Su hermana Hasna, de 27 años lleva tres campañas yendo y viniendo al son de las fresas. Hasna dejará en casa a su padre, Moha Ghanim, de 50 años, y a su madre, Malika Fhik, de 45. Ella es la que más va a echar en falta a su hija, pues Hasna le ayuda en el grueso de las tareas caseras. La joven no trabaja en Marruecos "porque hacerlo por menos de cinco euros al día es demasiado barato", dice. Hasna está deseosa de volver a España y sólo se queja de no quedarse más tiempo. "Si pudiera, me gustaría vivir allí y venir a Marruecos sólo en vacaciones", reconoce con una amplia sonrisa.

Su padre, trabajador en el campo, ve con buenos ojos que su hija se marche a Europa y ayude al resto de la familia con su sueldo. "Desde que nuestras hijas trabajan en España, vivimos mejor. Tenemos más dinero para arreglar la casa y comprar comida. Y sabemos que allí están bien, no tenemos miedo por ellas". Minutos después, Malika no puede evitar llorar cuando se despide de su hija abrazándola en el jardín. Moha las mira con una sonrisa que se torna triste al decir adiós a Hasna. No se volverán a ver hasta el verano.

Las separaciones familiares pueden ser mucho más duras. Que se lo pregunten a Zohra el Habz, de 41 años, que ha dejado a su hija de tres años y medio en su ciudad, Essaouira, en la costa atlántica, cerca del Sahara. "Una mujer que es profesora de escuela la está cuidando. No se puede encargar mi marido porque trabaja fuera de la ciudad", comenta Zohra camino de España. "Mi marido las visita siempre que puede y lleva comida y ropa a nuestra hija". Zohra calla. Le caen lágrimas. Tuerce el gesto y se tapa la cara con un pañuelo para que no se le vea llorar.

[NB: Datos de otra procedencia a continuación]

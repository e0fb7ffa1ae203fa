//! Error types for address derivation.

use crate::config::ConfigError;

/// Errors that can occur while deriving an address.
#[derive(Debug, thiserror::Error)]
pub enum Error {
    /// The key material provider could not produce a key pair.
    #[error("Key generation failed: {0}")]
    KeyGeneration(String),

    /// The public key cannot be serialized under the configured curve and marker.
    #[error("Invalid key: {0}")]
    InvalidKey(String),

    /// Text that is not valid Base58.
    #[error("Invalid encoding: {0}")]
    InvalidEncoding(String),

    #[error(transparent)]
    Config(#[from] ConfigError),

    #[error("Failed to spawn worker thread: {0}")]
    Spawn(#[from] std::io::Error),
}

/// Result alias used throughout the crate.
pub type Result<T> = std::result::Result<T, Error>;
//! Base58 text encoding with the Bitcoin alphabet.
//!
//! Each leading `0x00` byte maps to one leading [`ZERO_CHAR`], independently of
//! the numeral conversion of the remaining bytes.

use crate::error::{Error, Result};

/// The 58-character alphabet; `0`, `O`, `I` and `l` are excluded.
pub const ALPHABET: &str = "123456789ABCDEFGHJKLMNPQRSTUVWXYZabcdefghijkmnopqrstuvwxyz";

/// Alphabet character for digit zero.
pub const ZERO_CHAR: char = '1';

/// Encodes bytes as Base58. Empty input encodes to an empty string.
pub fn encode(bytes: &[u8]) -> String {
    bs58::encode(bytes)
        .with_alphabet(bs58::Alphabet::BITCOIN)
        .into_string()
}

/// Decodes Base58 text back to bytes.
pub fn decode(text: &str) -> Result<Vec<u8>> {
    bs58::decode(text)
        .with_alphabet(bs58::Alphabet::BITCOIN)
        .into_vec()
        .map_err(|e| Error::InvalidEncoding(e.to_string()))
}

#[cfg(test)]
mod tests {
    use super::*;

    #[test]
    fn test_alphabet_excludes_ambiguous() {
        assert_eq!(ALPHABET.len(), 58);
        for c in ['0', 'O', 'I', 'l'] {
            assert!(!ALPHABET.contains(c));
        }
        assert_eq!(ALPHABET.chars().next(), Some(ZERO_CHAR));
    }

    #[test]
    fn test_empty() {
        assert_eq!(encode(&[]), "");
        assert_eq!(decode("").unwrap(), Vec::<u8>::new());
    }

    #[test]
    fn test_known_vectors() {
        assert_eq!(encode(b"hello world"), "StV1DL6CwTryKyV");
        assert_eq!(encode(&[0x00]), "1");
        assert_eq!(encode(&[0x00, 0x00, 0x01]), "112");
        assert_eq!(encode(&[57]), "z");
        assert_eq!(encode(&[58]), "21");
    }

    #[test]
    fn test_leading_zero_law() {
        let tails: [&[u8]; 3] = [&[0x01], &[0xff, 0xff], &[0x12, 0x34, 0x56, 0x78]];
        for k in 0..6 {
            for tail in tails {
                let mut bytes = vec![0u8; k];
                bytes.extend_from_slice(tail);
                let encoded = encode(&bytes);
                let leading = encoded.chars().take_while(|&c| c == ZERO_CHAR).count();
                assert_eq!(leading, k, "input {}", hex::encode(&bytes));
            }
        }
    }

    #[test]
    fn test_all_zero_input() {
        assert_eq!(encode(&[0u8; 4]), "1111");
    }

    #[test]
    fn test_round_trip() {
        let samples: [&[u8]; 4] = [
            b"",
            &[0, 0, 0],
            &[0, 0, 0xde, 0xad, 0xbe, 0xef],
            &[0xff; 25],
        ];
        for bytes in samples {
            assert_eq!(decode(&encode(bytes)).unwrap(), bytes);
        }
    }

    #[test]
    fn test_decode_rejects_ambiguous_chars() {
        assert!(matches!(decode("10OIl"), Err(Error::InvalidEncoding(_))));
    }
}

Desde la campaña pasada, los agricultores buscan que las trabajadoras procedan no sólo de zonas rurales, sino que también tengan cargas familiares como maridos o hijos. Ello se debe a los problemas que encontraron con los primeros contingentes de mujeres magrebíes que trajeron. Muchas de ellas optaron por incumplir los contratos y abandonar a los agricultores, justo en mitad de la cosecha, con la ilusión de buscar más trabajo y prolongar su permanencia en España. Maridos e hijos, además de otras personas a cargo de las trabajadoras, han demostrado ser la mejor garantía para que las jornaleras cumplan sus contratos. El año pasado, el índice de abandonos se redujo del 90 a menos del 13%. Sólo retornando a su país las trabajadoras pueden repetir en la siguiente campaña en Huelva.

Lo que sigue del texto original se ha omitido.